「平家物語 犬王の巻/古川日出男」河出文庫
映画の方で気になったので購入。
観阿弥世阿弥を圧倒する道阿弥の華々しい能役者サクセスストーリーかと思いきや、室町になっても源平合戦に連なる因果が巡るファンタジーだった。
タイトルにちゃんとそう書いてはあるが、ここまでとは。
びっくりするほど読みやすいというか、あっという間に読み終わる。
各章が短く、たんたんたたたん!たたたたたん!って感じで物語が畳まれる。
昇華、というよりも幾重にも畳まれ文箱に納められる感あり。
道阿弥こと犬王と、琵琶法師の友魚がダブル主人公。
ど●ろ?とも思ったし、説経節の小栗判官も連想。
読了後はスコン、とした気分。肩透かしと採るか爽快と得るか。
私は、どちら側にも揺れた読後感だった。
疾走感は間違いない。

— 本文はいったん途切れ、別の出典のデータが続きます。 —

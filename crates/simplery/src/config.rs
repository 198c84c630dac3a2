//! Gallery options and their resolution against the defaults table.
//!
//! [`Options`] is what a caller hands in: every field is optional. An absent
//! field takes its default, a present one is kept as given (including `0`
//! for `space`). [`Options::resolve`] produces the [`GalleryConfig`] the
//! engine works with.
//!
//! Options can also be written as a declaration list, the same syntax an
//! inline `style` attribute uses:
//!
//! ```rust
//! use simplery::Options;
//!
//! let config = Options::from_declarations("container: #gallery; items-per-row: 3; space: 10px")
//!     .unwrap()
//!     .resolve()
//!     .unwrap();
//!
//! assert_eq!(config.items_per_row, 3);
//! assert_eq!(config.space, 10.0);
//! assert_eq!(config.item_width, 320.0);
//! ```

use std::time::Duration;

use gcss::parser::{parse_declarations, parse_length_value};
use gcss::{GcssError, RawDeclaration};

use crate::error::{GalleryError, Result};

pub const DEFAULT_ITEMS_PER_ROW: usize = 4;
pub const DEFAULT_SPACE: f64 = 0.0;
pub const DEFAULT_ITEM_WIDTH: f64 = 320.0;
pub const DEFAULT_ITEM_SELECTOR: &str = ".gallery-item";
/// Width reserved for a vertical scrollbar once content outgrows the viewport.
pub const DEFAULT_SCROLLBAR_WIDTH: f64 = 17.0;
pub const DEFAULT_RESIZE_DELAY: Duration = Duration::from_millis(50);

/// Caller-supplied gallery options.
#[derive(Debug, Clone, Default, PartialEq)]
pub struct Options {
    pub container: Option<String>,
    pub items_per_row: Option<usize>,
    pub space: Option<f64>,
    pub item_width: Option<f64>,
    pub item_selector: Option<String>,
    pub scrollbar_width: Option<f64>,
    pub resize_delay: Option<Duration>,
}

/// Fully resolved configuration.
#[derive(Debug, Clone, PartialEq)]
pub struct GalleryConfig {
    /// Selector of the layout root.
    pub container: String,
    /// Column count, always at least one.
    pub items_per_row: usize,
    /// Gutter size in pixels.
    pub space: f64,
    /// Nominal item width before clamping.
    pub item_width: f64,
    /// Selector matching the ordered items.
    pub item_selector: String,
    pub scrollbar_width: f64,
    /// Coalescing window for resize notifications.
    pub resize_delay: Duration,
}

impl Options {
    pub fn new() -> Self {
        Self::default()
    }

    pub fn with_container(mut self, selector: impl Into<String>) -> Self {
        self.container = Some(selector.into());
        self
    }

    pub fn with_items_per_row(mut self, items_per_row: usize) -> Self {
        self.items_per_row = Some(items_per_row);
        self
    }

    pub fn with_space(mut self, space: f64) -> Self {
        self.space = Some(space);
        self
    }

    pub fn with_item_width(mut self, item_width: f64) -> Self {
        self.item_width = Some(item_width);
        self
    }

    pub fn with_item_selector(mut self, selector: impl Into<String>) -> Self {
        self.item_selector = Some(selector.into());
        self
    }

    pub fn with_scrollbar_width(mut self, width: f64) -> Self {
        self.scrollbar_width = Some(width);
        self
    }

    pub fn with_resize_delay(mut self, delay: Duration) -> Self {
        self.resize_delay = Some(delay);
        self
    }

    /// Parse options from a declaration list.
    ///
    /// Recognized names: `container`, `items-per-row`, `space`, `item-width`,
    /// `item-selector`, `scrollbar-width` and `resize-delay` (milliseconds,
    /// optionally suffixed with `ms`). Later declarations win.
    pub fn from_declarations(source: &str) -> Result<Self> {
        let mut options = Options::default();
        for declaration in parse_declarations(source)? {
            options.apply_declaration(&declaration)?;
        }
        Ok(options)
    }

    fn apply_declaration(&mut self, declaration: &RawDeclaration) -> Result<()> {
        let RawDeclaration { property, value } = declaration;
        match property.as_str() {
            "container" => self.container = Some(value.clone()),
            "item-selector" => self.item_selector = Some(value.clone()),
            "items-per-row" => {
                let count = value
                    .parse::<usize>()
                    .map_err(|_| invalid_value(property, value))?;
                self.items_per_row = Some(count);
            }
            "space" => self.space = Some(pixels(property, value)?),
            "item-width" => self.item_width = Some(pixels(property, value)?),
            "scrollbar-width" => self.scrollbar_width = Some(pixels(property, value)?),
            "resize-delay" => {
                let millis = value
                    .strip_suffix("ms")
                    .unwrap_or(value)
                    .trim()
                    .parse::<u64>()
                    .map_err(|_| invalid_value(property, value))?;
                self.resize_delay = Some(Duration::from_millis(millis));
            }
            _ => return Err(GalleryError::UnknownOption(property.clone())),
        }
        Ok(())
    }

    /// Merge with the defaults table and check the invariants.
    pub fn resolve(&self) -> Result<GalleryConfig> {
        let container = match self.container.as_deref() {
            Some(selector) if !selector.is_empty() => selector.to_string(),
            _ => return Err(GalleryError::MissingContainer),
        };

        let items_per_row = self.items_per_row.unwrap_or(DEFAULT_ITEMS_PER_ROW);
        if items_per_row == 0 {
            return Err(GalleryError::InvalidItemsPerRow(items_per_row));
        }

        let space = non_negative("space", self.space.unwrap_or(DEFAULT_SPACE))?;
        let item_width = positive("item-width", self.item_width.unwrap_or(DEFAULT_ITEM_WIDTH))?;
        let scrollbar_width = non_negative(
            "scrollbar-width",
            self.scrollbar_width.unwrap_or(DEFAULT_SCROLLBAR_WIDTH),
        )?;

        Ok(GalleryConfig {
            container,
            items_per_row,
            space,
            item_width,
            item_selector: self
                .item_selector
                .clone()
                .unwrap_or_else(|| DEFAULT_ITEM_SELECTOR.to_string()),
            scrollbar_width,
            resize_delay: self.resize_delay.unwrap_or(DEFAULT_RESIZE_DELAY),
        })
    }
}

fn pixels(property: &str, value: &str) -> Result<f64> {
    parse_length_value(property, value)?
        .as_px()
        .ok_or_else(|| invalid_value(property, value))
}

fn invalid_value(property: &str, value: &str) -> GalleryError {
    GalleryError::InvalidOption(GcssError::InvalidValue {
        property: property.to_string(),
        value: value.to_string(),
    })
}

fn non_negative(name: &'static str, value: f64) -> Result<f64> {
    if value.is_finite() && value >= 0.0 {
        Ok(value)
    } else {
        Err(GalleryError::InvalidNumber { name, value })
    }
}

fn positive(name: &'static str, value: f64) -> Result<f64> {
    if value.is_finite() && value > 0.0 {
        Ok(value)
    } else {
        Err(GalleryError::InvalidNumber { name, value })
    }
}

グルーヴ感とでもいうか。
それこそ、琵琶の音と共に朗唱で聴かされれば陶酔するかもしれない。
ただ字を追うだけでは、流れ(リズム)の面白さを逃してしまう気がする。
しかし、流れだけに乗ってしまうと文の底にある何かを掴み損ねてしまう気もする。
未読なのでただの憶測だが、平家物語を訳したことがきっかけで誕生、引きずり出された物語なのか?とも推測。
というわけで、古川訳の平家物語が本棚に手付かずで鎮座しているので読まねば。